Which lines in the records below contain the word "timestamp"? Return each of them.

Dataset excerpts
++++++
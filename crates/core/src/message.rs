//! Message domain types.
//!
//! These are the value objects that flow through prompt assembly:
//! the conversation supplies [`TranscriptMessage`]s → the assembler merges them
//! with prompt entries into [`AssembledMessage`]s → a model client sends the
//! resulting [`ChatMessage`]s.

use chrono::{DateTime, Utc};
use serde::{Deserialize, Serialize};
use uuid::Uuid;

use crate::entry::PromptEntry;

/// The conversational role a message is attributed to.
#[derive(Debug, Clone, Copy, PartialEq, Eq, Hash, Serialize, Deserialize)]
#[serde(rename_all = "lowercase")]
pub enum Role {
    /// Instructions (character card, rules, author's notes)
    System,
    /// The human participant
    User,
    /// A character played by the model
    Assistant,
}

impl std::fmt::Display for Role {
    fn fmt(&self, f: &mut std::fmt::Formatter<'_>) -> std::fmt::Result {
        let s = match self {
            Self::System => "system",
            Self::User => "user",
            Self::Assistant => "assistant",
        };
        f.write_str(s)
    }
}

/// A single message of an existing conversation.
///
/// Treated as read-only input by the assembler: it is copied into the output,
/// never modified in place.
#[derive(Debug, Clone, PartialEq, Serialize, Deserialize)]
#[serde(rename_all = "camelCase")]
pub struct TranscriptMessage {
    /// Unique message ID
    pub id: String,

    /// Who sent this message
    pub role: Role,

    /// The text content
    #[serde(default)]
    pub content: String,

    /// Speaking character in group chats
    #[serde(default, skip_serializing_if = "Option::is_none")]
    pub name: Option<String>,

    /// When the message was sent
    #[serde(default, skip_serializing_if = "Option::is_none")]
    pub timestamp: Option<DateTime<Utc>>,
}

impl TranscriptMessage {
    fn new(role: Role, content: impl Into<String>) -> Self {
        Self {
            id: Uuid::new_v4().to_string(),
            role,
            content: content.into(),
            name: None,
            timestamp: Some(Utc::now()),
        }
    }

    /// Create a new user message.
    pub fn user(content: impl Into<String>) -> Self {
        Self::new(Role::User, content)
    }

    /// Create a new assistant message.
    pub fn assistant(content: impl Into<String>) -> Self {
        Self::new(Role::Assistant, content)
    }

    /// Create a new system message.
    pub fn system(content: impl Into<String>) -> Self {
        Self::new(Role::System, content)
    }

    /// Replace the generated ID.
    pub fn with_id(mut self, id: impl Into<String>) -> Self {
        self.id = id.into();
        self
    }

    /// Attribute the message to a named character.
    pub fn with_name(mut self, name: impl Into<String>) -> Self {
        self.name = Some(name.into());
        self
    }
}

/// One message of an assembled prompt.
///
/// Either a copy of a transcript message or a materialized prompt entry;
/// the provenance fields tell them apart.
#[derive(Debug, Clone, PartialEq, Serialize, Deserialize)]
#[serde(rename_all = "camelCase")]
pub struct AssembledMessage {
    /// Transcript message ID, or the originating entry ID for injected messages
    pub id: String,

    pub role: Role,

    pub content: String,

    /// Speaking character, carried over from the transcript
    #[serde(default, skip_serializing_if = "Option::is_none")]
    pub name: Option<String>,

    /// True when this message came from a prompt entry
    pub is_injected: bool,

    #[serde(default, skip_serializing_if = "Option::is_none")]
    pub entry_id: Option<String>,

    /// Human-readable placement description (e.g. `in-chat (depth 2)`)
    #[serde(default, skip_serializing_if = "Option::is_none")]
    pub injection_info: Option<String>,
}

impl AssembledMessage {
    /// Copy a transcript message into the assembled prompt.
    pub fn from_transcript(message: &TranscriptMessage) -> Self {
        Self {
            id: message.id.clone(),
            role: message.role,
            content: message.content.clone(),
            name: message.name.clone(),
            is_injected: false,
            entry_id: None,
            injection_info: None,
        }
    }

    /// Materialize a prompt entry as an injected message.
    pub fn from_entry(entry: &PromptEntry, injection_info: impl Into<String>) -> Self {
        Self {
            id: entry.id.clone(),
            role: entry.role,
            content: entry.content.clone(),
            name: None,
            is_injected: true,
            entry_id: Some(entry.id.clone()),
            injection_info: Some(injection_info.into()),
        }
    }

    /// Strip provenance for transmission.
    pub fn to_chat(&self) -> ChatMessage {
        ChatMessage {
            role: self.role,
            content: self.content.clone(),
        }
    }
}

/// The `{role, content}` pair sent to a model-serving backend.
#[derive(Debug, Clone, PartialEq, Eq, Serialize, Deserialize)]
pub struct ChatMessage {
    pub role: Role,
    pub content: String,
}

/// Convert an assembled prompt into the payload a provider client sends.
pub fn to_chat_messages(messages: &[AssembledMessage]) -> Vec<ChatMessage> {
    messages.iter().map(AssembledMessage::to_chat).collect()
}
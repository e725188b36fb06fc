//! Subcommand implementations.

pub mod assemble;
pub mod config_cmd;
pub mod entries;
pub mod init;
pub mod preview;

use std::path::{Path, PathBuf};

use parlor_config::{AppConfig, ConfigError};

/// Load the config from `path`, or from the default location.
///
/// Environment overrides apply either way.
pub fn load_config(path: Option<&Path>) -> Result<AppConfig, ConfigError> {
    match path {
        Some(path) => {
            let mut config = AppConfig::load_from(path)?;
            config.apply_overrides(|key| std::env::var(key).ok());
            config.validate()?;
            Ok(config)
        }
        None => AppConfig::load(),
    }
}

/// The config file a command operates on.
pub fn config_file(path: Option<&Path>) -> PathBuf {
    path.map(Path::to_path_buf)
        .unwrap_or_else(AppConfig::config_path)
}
++++++
REPLY TO THE TASK ▸
    pub timestamp: Option<DateTime<Utc>>,
            timestamp: Some(Utc::now()),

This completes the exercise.